=== Begin Enclosure ===

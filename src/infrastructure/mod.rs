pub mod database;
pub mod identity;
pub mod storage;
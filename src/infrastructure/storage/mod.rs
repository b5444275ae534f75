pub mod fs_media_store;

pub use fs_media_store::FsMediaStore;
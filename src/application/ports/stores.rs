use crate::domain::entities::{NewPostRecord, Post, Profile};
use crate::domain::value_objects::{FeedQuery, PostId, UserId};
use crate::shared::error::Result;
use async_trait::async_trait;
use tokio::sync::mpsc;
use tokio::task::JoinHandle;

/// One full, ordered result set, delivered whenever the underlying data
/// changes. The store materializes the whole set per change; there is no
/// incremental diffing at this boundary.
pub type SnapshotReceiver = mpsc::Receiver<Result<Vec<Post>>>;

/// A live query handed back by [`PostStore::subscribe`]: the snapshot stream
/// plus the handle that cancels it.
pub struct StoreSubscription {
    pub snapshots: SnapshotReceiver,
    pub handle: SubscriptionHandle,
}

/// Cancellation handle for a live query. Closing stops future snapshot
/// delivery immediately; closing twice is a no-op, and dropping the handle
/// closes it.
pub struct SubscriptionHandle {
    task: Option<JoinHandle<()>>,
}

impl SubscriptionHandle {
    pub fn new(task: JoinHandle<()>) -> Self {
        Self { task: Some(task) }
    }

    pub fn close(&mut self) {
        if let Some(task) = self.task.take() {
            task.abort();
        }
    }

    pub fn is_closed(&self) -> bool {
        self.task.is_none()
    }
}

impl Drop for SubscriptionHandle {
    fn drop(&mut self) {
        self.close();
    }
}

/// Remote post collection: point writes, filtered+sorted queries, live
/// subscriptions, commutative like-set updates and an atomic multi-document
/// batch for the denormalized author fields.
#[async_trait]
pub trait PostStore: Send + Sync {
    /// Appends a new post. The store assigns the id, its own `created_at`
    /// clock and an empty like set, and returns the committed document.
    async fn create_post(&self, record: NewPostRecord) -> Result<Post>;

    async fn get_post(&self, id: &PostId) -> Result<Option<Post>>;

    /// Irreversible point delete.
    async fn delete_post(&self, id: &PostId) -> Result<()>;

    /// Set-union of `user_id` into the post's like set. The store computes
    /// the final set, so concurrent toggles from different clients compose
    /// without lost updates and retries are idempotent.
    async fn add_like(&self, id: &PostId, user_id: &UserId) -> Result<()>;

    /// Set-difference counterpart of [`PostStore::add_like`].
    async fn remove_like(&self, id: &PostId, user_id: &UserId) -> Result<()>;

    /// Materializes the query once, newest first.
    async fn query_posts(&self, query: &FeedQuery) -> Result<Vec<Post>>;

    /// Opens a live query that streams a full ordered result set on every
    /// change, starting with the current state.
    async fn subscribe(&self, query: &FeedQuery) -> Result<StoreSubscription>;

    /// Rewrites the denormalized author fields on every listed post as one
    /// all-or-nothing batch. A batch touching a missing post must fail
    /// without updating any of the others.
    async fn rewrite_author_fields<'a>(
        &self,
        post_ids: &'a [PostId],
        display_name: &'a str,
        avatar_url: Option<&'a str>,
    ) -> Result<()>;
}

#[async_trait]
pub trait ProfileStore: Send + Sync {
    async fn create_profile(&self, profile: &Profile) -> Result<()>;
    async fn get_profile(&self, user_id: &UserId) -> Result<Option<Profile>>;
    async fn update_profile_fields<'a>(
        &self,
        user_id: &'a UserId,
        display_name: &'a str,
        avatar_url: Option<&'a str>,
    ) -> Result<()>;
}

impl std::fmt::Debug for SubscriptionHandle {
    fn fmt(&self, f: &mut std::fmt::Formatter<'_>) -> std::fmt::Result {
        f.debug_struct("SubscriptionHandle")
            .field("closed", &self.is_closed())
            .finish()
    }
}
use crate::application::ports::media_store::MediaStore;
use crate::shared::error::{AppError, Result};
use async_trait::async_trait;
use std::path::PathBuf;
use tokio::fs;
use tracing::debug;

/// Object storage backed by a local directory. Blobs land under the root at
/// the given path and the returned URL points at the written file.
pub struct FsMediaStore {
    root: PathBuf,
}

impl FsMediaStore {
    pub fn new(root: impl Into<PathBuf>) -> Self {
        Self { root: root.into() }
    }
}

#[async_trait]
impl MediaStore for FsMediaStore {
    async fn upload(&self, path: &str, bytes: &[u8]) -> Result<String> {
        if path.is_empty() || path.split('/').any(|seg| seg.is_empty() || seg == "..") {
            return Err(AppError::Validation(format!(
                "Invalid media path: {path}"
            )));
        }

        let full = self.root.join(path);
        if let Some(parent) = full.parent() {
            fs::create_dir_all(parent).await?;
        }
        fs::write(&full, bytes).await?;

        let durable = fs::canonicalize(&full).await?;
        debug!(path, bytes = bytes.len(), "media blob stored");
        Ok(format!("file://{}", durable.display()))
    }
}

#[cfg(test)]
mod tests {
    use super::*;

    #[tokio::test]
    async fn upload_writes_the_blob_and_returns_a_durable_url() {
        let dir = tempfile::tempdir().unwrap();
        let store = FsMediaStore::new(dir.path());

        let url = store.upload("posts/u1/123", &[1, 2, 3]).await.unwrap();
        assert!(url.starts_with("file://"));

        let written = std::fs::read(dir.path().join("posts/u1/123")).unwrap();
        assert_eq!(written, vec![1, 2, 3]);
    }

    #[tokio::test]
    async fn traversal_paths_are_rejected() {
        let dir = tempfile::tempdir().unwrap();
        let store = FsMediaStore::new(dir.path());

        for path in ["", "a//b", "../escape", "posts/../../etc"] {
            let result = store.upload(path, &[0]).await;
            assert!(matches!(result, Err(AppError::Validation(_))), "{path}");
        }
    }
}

=== End Enclosure ===

TASK DETAILS: In the entries above, find each line containing the string "change" and copy it.

EXERCISE RESULT:
/// changes. The store materializes the whole set per change; there is no
    /// change, starting with the current state.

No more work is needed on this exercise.